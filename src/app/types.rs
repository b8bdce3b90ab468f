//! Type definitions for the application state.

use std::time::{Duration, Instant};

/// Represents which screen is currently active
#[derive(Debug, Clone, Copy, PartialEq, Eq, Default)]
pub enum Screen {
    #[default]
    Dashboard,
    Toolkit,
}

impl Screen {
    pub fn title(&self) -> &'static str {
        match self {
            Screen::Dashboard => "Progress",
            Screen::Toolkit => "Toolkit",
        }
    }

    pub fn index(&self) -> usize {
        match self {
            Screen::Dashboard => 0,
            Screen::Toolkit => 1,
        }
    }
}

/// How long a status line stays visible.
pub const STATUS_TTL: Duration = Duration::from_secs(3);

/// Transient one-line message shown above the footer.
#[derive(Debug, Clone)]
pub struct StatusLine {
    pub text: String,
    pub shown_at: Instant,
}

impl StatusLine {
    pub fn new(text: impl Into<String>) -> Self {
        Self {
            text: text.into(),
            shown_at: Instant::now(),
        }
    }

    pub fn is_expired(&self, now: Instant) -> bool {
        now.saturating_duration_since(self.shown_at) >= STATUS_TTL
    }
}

---

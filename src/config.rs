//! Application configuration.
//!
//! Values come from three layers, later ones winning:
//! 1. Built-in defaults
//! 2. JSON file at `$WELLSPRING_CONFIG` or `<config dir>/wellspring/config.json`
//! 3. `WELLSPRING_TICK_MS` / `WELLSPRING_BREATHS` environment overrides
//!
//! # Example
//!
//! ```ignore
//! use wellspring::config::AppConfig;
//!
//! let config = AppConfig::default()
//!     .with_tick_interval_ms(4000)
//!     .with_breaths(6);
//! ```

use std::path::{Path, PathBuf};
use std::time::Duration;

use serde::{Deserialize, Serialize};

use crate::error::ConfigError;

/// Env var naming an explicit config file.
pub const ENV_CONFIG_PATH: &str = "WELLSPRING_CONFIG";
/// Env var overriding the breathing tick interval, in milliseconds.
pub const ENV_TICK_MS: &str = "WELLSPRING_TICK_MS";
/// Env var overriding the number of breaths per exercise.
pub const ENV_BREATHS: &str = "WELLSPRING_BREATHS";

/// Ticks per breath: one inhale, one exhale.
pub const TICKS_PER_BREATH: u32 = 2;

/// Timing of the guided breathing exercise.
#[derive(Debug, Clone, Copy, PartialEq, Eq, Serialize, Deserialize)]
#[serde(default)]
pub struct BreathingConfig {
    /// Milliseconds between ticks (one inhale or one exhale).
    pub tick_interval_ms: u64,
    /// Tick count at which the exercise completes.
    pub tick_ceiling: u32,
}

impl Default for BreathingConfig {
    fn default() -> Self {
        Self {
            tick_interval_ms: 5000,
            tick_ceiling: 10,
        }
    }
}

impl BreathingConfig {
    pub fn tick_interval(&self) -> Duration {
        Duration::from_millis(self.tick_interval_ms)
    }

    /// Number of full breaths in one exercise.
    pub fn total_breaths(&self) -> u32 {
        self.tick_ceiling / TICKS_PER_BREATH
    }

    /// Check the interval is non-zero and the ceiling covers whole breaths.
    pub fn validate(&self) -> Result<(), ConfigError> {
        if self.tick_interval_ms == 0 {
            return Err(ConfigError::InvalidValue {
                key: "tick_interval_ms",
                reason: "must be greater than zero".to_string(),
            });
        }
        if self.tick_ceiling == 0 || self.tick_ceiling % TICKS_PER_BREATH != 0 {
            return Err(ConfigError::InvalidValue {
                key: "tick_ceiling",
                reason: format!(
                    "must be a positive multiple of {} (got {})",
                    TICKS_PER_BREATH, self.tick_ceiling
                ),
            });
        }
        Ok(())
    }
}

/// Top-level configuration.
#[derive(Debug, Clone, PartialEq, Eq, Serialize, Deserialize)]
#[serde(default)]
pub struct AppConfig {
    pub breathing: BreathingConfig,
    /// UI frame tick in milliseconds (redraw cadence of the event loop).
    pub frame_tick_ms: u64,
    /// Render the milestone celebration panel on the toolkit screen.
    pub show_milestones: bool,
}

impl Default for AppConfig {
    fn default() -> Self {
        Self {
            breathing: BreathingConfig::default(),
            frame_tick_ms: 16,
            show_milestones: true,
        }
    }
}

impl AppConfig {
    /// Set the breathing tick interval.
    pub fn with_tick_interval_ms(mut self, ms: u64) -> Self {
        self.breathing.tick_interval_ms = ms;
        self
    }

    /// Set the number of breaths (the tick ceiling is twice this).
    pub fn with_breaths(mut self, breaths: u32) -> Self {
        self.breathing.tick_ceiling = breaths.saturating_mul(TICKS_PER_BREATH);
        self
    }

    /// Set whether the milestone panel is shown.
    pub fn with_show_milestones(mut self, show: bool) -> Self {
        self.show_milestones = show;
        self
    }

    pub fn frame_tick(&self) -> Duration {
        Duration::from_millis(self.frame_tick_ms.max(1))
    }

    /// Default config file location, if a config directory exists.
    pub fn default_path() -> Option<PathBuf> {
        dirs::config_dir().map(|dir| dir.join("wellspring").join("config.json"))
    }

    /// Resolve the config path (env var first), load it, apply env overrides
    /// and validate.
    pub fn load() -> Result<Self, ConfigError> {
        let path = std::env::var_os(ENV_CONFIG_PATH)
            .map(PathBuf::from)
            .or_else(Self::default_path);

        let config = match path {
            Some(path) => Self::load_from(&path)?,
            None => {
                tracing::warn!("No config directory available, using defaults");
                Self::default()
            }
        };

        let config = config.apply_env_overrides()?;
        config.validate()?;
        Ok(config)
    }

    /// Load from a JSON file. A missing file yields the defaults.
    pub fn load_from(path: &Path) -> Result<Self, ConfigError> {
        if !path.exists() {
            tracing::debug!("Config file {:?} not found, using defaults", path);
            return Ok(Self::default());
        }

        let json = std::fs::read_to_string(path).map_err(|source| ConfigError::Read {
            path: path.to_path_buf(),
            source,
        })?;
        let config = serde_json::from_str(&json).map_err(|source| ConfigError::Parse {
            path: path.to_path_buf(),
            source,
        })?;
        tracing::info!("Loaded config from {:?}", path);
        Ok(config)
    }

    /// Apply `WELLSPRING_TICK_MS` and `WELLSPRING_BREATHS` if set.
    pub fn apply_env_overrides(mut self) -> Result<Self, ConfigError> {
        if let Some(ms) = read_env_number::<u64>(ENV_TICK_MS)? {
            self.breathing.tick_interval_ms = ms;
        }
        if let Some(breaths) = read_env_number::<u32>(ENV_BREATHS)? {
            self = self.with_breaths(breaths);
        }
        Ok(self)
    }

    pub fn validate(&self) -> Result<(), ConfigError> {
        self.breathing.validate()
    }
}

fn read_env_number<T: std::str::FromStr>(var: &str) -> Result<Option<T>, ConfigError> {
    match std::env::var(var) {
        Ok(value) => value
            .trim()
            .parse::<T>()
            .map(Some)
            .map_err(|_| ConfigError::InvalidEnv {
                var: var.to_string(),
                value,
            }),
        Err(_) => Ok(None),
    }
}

* * *

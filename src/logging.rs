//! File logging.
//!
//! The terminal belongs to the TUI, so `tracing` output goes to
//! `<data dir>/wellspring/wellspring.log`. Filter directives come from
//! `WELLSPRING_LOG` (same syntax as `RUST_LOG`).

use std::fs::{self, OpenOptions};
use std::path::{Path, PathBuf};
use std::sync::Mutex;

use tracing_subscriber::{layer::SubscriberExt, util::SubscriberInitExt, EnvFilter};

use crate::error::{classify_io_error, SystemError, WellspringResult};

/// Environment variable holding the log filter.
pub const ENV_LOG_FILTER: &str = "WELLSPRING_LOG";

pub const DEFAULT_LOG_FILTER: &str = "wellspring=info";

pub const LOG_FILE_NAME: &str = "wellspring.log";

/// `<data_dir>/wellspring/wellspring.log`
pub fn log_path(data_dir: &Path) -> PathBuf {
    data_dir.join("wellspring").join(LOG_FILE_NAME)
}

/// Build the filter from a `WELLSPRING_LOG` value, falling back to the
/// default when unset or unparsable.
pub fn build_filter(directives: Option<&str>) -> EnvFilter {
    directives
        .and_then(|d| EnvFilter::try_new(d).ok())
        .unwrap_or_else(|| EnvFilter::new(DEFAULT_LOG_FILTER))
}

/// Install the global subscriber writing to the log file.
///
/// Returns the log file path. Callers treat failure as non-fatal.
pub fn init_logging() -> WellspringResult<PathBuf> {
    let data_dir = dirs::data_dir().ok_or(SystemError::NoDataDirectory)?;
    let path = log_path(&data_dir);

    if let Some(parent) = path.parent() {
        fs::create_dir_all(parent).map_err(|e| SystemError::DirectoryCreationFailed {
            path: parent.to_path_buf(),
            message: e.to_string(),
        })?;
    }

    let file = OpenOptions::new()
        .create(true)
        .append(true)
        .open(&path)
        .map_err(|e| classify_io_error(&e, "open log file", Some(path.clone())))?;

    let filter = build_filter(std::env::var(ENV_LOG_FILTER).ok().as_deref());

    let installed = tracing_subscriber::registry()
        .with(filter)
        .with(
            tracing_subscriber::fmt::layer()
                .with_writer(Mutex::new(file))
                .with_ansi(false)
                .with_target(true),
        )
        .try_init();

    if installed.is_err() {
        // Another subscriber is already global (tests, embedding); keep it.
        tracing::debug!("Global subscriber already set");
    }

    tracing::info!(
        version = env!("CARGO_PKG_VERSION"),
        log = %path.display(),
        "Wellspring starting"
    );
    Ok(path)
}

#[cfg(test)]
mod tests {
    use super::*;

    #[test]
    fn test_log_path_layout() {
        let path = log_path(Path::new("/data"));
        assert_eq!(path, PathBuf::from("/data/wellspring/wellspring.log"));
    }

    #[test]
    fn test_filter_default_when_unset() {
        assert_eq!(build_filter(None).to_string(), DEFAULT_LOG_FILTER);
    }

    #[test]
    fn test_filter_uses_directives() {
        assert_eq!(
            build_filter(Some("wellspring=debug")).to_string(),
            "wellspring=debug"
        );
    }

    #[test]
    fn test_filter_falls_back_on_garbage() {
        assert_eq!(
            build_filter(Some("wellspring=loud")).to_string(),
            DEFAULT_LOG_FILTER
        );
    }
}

EXERCISE REQUIREMENTS: Show each line of the data that contains the string "derive".

EXERCISE RESPONSE:
#[derive(Debug, Clone, Copy, PartialEq, Eq, Default)]
#[derive(Debug, Clone)]
#[derive(Debug, Clone, Copy, PartialEq, Eq, Serialize, Deserialize)]
#[derive(Debug, Clone, PartialEq, Eq, Serialize, Deserialize)]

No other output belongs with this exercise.